SUPPLIED MATERIAL:
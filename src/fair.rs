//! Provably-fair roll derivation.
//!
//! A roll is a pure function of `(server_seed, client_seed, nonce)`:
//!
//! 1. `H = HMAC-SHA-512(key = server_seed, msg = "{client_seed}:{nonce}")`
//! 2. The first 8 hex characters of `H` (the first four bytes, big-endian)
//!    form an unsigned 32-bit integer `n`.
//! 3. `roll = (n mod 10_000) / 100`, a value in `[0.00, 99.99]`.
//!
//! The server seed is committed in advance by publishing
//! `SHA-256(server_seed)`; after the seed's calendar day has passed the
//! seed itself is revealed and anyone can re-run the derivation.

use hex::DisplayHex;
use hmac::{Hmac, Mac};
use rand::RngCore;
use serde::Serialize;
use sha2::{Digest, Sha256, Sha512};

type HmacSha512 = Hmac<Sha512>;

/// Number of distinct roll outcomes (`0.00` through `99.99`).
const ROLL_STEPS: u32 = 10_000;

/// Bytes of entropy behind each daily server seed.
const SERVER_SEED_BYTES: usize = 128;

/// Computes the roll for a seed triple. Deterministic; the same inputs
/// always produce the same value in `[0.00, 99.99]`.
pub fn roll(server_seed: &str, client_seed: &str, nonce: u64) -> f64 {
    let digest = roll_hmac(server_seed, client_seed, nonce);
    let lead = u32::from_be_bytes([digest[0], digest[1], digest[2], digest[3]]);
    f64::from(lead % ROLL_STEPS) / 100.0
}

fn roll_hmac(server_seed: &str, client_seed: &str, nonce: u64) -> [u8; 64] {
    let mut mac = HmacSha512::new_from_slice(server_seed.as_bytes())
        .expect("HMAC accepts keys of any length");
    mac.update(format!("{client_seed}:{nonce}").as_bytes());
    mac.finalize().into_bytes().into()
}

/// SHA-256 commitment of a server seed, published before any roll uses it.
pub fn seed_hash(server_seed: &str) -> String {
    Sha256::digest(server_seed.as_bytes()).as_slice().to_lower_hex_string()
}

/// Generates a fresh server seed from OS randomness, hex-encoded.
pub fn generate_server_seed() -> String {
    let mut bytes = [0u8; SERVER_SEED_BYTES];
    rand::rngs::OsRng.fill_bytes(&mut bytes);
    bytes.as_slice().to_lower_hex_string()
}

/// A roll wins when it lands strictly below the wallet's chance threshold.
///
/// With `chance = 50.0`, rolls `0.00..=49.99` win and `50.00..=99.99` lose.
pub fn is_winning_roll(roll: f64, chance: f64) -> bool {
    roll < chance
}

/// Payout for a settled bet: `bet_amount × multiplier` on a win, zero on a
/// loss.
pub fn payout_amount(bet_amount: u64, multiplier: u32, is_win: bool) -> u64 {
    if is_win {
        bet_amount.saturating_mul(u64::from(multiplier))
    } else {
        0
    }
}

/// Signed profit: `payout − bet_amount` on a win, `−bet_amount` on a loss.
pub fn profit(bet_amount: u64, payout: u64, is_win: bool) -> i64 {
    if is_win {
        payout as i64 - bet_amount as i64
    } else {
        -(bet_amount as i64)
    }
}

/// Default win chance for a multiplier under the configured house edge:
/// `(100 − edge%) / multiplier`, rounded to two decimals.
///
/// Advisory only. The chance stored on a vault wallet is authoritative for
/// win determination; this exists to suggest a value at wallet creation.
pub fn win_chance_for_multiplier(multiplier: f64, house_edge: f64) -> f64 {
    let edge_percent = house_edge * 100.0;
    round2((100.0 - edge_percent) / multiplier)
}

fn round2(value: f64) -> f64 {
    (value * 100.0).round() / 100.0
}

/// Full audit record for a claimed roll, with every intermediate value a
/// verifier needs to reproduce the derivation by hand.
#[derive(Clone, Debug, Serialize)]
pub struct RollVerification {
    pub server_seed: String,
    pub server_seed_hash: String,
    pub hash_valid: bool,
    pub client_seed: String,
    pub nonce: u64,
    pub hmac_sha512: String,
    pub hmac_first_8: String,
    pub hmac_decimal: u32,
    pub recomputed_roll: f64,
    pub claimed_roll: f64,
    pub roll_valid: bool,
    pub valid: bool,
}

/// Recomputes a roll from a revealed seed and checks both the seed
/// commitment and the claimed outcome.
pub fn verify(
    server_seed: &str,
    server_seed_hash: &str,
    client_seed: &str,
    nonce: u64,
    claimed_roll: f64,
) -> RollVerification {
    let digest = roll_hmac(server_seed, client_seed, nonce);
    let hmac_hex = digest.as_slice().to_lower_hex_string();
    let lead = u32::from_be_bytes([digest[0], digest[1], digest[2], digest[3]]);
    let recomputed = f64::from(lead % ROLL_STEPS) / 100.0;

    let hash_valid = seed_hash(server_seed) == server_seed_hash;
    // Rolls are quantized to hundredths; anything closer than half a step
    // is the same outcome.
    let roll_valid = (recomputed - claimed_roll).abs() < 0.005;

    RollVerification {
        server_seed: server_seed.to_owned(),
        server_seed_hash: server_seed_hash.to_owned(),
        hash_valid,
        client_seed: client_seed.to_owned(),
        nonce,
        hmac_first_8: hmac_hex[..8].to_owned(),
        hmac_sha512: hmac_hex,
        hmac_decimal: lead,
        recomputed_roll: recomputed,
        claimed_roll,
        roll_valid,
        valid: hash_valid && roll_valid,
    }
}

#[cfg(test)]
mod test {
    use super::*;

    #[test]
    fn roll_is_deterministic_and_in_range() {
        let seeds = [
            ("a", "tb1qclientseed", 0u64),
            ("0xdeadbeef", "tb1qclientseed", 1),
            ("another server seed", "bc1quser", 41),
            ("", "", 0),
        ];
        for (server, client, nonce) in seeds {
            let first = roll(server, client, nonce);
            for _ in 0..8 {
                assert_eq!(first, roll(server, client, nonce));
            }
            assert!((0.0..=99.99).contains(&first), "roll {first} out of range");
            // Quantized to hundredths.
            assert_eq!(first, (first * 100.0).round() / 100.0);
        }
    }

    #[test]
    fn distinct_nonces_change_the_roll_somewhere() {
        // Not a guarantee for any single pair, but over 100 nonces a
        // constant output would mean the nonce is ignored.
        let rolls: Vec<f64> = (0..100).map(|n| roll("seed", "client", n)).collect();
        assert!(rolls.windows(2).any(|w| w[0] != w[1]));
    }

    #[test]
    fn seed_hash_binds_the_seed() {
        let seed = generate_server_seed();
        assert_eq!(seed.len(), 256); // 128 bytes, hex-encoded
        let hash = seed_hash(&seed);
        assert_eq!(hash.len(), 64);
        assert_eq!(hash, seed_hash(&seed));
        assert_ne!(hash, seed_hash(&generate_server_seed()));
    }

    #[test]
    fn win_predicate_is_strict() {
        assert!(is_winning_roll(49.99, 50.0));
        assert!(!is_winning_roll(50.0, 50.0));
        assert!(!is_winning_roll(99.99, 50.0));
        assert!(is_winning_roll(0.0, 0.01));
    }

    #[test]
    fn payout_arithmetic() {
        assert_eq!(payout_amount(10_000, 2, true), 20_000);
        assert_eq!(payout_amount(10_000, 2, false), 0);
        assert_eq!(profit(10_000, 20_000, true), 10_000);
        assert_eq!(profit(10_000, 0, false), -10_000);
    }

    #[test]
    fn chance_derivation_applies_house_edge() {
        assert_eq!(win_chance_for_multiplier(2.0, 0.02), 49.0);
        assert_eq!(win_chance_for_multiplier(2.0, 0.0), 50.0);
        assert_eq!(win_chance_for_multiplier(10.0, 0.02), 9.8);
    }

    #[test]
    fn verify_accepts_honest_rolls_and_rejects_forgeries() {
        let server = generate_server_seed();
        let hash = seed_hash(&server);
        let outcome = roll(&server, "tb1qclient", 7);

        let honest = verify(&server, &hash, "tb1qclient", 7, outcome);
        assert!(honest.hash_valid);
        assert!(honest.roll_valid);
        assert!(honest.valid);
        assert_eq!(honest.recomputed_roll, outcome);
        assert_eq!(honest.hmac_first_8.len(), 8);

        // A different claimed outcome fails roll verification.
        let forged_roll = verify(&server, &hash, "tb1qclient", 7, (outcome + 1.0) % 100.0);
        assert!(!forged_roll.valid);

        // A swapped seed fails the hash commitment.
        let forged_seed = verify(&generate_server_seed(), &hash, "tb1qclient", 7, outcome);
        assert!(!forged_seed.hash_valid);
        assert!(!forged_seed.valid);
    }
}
* * *
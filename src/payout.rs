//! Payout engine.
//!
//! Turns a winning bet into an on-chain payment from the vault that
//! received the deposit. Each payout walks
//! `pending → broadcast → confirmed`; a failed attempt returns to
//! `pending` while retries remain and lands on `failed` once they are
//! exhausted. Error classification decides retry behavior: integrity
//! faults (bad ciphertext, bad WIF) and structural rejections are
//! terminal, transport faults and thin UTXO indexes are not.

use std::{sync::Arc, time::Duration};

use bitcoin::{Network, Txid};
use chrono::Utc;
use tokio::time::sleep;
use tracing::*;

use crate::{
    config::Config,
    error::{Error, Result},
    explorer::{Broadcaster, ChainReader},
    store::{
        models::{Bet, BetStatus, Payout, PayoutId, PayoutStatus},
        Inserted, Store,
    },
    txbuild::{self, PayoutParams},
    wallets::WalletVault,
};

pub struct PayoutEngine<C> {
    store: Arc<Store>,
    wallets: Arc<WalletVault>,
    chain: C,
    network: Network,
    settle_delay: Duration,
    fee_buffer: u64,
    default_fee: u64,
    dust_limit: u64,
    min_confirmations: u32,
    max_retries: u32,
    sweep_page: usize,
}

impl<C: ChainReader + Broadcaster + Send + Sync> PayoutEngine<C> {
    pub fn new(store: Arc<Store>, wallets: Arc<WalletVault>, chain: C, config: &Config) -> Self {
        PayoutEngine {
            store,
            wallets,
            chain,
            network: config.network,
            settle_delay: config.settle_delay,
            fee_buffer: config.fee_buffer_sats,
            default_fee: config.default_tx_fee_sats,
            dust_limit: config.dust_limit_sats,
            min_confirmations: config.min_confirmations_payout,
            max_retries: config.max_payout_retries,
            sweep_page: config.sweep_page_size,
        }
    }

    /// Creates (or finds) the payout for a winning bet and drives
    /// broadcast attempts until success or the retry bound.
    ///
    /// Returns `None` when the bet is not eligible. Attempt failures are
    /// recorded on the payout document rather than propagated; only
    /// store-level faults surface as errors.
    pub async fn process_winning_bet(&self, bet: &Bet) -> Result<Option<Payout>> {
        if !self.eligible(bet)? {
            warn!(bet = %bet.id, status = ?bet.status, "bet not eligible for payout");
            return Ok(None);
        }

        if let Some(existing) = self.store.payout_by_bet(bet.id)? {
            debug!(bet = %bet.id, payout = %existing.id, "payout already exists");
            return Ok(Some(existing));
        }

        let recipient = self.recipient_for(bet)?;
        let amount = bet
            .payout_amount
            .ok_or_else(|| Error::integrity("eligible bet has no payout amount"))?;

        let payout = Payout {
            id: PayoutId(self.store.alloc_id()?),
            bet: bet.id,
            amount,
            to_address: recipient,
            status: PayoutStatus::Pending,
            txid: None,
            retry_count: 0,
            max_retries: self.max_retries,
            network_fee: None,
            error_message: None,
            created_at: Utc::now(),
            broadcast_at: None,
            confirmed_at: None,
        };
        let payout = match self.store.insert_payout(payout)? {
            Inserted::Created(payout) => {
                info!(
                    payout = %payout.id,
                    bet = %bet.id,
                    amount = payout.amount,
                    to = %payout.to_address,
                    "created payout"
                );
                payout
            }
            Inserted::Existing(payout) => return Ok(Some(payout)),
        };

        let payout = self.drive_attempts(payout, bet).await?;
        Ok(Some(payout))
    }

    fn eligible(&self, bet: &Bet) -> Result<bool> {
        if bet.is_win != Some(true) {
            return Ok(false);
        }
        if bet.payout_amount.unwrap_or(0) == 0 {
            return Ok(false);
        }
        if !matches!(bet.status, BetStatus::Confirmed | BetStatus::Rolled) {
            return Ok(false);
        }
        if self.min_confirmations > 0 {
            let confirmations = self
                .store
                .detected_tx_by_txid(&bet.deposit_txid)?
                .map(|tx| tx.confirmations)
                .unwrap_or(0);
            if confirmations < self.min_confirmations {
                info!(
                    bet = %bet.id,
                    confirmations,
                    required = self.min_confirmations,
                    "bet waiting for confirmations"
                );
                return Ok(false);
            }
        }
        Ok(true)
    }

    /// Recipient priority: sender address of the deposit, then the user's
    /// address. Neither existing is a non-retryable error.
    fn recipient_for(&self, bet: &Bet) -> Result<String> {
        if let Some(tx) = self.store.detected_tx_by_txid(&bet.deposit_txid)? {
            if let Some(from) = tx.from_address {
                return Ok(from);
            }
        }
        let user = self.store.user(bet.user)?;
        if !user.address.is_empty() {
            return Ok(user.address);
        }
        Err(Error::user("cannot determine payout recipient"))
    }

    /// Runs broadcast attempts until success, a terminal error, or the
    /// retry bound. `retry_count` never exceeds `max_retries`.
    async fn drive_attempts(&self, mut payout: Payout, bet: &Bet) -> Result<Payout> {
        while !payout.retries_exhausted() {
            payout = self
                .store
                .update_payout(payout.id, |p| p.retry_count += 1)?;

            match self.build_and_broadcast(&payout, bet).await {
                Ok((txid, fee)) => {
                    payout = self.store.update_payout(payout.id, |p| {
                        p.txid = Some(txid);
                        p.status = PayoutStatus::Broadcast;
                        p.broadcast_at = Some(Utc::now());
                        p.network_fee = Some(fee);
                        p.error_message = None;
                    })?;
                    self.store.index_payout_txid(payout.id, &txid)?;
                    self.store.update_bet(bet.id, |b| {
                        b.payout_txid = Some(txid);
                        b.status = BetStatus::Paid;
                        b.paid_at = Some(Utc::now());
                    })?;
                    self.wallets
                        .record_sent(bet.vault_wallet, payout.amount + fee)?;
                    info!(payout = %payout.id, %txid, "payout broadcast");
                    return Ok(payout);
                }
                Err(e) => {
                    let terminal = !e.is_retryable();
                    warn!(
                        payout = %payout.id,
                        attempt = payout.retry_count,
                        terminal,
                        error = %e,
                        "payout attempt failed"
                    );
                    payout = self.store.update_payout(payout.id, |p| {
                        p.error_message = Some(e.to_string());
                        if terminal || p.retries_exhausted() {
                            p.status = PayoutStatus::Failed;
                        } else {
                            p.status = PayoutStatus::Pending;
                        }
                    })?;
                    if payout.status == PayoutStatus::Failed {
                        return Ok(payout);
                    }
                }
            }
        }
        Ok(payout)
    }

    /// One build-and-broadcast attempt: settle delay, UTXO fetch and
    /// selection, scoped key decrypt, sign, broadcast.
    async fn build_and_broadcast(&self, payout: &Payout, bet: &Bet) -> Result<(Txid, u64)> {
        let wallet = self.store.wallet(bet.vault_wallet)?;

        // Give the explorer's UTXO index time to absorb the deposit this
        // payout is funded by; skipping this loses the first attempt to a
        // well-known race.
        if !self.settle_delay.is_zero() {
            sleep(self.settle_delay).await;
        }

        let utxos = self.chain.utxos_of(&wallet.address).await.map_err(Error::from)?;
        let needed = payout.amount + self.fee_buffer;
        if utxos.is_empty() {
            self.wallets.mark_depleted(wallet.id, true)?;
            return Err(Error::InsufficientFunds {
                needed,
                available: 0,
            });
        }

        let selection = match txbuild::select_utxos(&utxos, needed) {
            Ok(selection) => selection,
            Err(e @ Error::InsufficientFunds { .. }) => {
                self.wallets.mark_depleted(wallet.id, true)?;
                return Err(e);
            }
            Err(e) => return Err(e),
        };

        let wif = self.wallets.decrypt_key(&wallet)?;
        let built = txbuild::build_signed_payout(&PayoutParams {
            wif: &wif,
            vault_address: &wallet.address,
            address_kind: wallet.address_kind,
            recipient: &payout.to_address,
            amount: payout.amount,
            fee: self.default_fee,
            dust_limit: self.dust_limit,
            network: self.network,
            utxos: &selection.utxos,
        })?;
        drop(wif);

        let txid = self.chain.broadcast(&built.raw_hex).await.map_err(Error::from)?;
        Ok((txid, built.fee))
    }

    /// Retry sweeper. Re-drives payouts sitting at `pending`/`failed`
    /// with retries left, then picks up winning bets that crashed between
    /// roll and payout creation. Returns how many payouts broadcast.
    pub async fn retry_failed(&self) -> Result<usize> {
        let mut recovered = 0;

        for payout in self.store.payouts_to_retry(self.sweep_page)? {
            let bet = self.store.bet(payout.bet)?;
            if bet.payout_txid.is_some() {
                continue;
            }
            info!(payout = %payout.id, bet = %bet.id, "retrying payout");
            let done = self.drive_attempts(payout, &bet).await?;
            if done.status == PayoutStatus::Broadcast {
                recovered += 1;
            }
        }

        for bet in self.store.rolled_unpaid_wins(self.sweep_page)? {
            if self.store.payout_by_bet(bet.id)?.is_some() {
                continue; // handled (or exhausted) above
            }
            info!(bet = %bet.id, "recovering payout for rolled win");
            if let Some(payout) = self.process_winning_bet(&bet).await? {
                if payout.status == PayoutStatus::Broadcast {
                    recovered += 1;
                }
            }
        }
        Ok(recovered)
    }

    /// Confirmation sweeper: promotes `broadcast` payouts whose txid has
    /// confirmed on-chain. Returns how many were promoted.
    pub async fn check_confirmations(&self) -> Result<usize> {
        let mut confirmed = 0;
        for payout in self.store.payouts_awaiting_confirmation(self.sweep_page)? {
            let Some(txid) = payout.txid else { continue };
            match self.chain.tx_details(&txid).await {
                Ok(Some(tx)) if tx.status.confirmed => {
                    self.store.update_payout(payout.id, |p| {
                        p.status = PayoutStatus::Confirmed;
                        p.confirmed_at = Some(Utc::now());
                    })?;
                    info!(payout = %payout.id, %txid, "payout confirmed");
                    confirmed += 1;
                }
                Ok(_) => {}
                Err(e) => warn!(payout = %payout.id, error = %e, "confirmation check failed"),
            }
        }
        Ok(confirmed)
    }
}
* * *
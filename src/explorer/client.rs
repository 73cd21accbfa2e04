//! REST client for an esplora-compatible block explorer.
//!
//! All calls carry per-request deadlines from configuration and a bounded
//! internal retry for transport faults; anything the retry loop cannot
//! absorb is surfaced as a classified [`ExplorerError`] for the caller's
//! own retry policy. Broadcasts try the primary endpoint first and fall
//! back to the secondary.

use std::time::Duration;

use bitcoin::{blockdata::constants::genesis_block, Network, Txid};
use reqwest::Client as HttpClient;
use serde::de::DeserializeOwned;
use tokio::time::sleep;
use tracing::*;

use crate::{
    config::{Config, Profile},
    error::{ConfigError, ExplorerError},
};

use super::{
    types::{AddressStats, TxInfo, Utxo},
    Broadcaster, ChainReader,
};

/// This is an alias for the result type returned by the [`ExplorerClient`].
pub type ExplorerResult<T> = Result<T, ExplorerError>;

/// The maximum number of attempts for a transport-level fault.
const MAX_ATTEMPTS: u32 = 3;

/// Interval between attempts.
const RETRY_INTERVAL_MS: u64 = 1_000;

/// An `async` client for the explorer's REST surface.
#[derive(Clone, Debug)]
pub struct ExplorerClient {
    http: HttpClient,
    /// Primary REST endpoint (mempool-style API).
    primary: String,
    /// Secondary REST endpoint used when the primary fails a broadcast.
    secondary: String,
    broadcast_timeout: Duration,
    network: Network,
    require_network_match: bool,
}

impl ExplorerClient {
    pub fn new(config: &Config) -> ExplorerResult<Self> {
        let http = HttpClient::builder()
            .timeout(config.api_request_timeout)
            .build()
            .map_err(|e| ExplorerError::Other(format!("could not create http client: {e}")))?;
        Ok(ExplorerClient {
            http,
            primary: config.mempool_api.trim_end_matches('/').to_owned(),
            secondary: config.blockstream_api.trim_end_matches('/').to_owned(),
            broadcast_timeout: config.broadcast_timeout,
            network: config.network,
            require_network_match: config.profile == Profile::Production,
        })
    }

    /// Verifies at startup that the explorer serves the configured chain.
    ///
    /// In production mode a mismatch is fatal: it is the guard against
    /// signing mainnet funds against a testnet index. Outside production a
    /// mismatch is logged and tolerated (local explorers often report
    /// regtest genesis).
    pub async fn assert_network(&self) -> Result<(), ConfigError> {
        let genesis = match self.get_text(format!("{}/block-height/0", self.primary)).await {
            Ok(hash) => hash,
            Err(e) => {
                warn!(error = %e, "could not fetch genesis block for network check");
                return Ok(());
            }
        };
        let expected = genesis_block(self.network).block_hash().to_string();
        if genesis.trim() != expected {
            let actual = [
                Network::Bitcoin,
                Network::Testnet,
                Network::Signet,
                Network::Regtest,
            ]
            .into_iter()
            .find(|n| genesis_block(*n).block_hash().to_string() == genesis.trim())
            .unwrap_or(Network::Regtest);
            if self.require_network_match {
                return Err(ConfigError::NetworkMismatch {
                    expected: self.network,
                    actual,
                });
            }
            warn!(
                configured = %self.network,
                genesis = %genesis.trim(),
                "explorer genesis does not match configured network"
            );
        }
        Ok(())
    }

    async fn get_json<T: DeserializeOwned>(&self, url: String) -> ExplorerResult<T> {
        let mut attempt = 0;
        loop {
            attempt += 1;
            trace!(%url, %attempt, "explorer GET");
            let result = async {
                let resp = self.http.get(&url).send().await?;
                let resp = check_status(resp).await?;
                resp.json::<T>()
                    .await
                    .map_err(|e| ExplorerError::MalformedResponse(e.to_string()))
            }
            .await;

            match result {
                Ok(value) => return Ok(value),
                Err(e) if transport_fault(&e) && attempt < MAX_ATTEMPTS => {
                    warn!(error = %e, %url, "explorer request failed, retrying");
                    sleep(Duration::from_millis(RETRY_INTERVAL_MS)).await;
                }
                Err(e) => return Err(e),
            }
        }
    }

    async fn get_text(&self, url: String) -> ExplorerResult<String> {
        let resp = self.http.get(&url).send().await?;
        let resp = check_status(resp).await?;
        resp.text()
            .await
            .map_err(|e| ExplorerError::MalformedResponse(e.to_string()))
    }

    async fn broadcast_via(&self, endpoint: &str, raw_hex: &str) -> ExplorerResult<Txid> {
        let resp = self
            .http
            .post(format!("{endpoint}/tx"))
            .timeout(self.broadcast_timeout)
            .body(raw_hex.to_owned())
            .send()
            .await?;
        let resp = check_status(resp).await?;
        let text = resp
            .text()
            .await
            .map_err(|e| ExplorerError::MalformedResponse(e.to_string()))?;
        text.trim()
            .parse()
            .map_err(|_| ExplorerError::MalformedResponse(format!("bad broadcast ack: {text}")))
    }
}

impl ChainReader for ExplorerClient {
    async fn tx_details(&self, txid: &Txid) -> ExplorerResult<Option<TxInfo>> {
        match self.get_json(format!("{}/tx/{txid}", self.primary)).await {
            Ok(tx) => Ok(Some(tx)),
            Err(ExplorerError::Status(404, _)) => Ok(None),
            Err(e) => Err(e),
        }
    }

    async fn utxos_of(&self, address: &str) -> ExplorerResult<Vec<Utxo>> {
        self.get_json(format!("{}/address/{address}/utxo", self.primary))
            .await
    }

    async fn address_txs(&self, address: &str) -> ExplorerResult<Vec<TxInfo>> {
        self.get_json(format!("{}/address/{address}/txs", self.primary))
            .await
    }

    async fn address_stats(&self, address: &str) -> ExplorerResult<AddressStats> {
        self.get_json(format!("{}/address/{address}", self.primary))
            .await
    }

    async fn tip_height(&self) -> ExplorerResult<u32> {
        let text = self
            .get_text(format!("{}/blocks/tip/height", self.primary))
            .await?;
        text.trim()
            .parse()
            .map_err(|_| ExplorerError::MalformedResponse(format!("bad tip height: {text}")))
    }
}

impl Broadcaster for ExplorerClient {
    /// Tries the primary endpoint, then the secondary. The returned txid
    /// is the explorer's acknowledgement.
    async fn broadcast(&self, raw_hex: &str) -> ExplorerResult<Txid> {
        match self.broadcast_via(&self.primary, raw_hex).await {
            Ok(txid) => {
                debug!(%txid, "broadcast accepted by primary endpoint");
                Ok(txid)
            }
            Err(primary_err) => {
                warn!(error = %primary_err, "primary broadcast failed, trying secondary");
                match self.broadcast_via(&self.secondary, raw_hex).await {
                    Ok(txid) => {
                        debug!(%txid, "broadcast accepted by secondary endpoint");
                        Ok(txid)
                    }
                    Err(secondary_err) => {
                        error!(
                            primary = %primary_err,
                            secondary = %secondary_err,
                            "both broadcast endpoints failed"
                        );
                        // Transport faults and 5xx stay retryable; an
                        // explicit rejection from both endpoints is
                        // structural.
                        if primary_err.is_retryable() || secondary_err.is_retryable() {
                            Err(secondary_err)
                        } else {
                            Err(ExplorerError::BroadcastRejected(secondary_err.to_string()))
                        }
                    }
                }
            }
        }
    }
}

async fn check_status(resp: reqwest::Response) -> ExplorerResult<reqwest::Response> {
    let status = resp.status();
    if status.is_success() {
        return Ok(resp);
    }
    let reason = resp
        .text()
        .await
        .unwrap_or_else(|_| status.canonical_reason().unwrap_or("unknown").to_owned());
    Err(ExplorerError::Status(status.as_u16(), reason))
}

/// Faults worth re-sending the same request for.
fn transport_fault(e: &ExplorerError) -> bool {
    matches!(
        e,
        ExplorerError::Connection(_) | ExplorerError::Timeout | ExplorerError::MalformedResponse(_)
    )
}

EXERCISE OBJECTIVE:
Look above for the line with "filename src/fair.rs" and the line with "HMAC-SHA-512(key = server_seed, msg"; transcribe both and all lines in between, exactly, and nothing else.

YOUR RESPONSE:
filename src/fair.rs
//! Provably-fair roll derivation.
//!
//! A roll is a pure function of `(server_seed, client_seed, nonce)`:
//!
//! 1. `H = HMAC-SHA-512(key = server_seed, msg = "{client_seed}:{nonce}")`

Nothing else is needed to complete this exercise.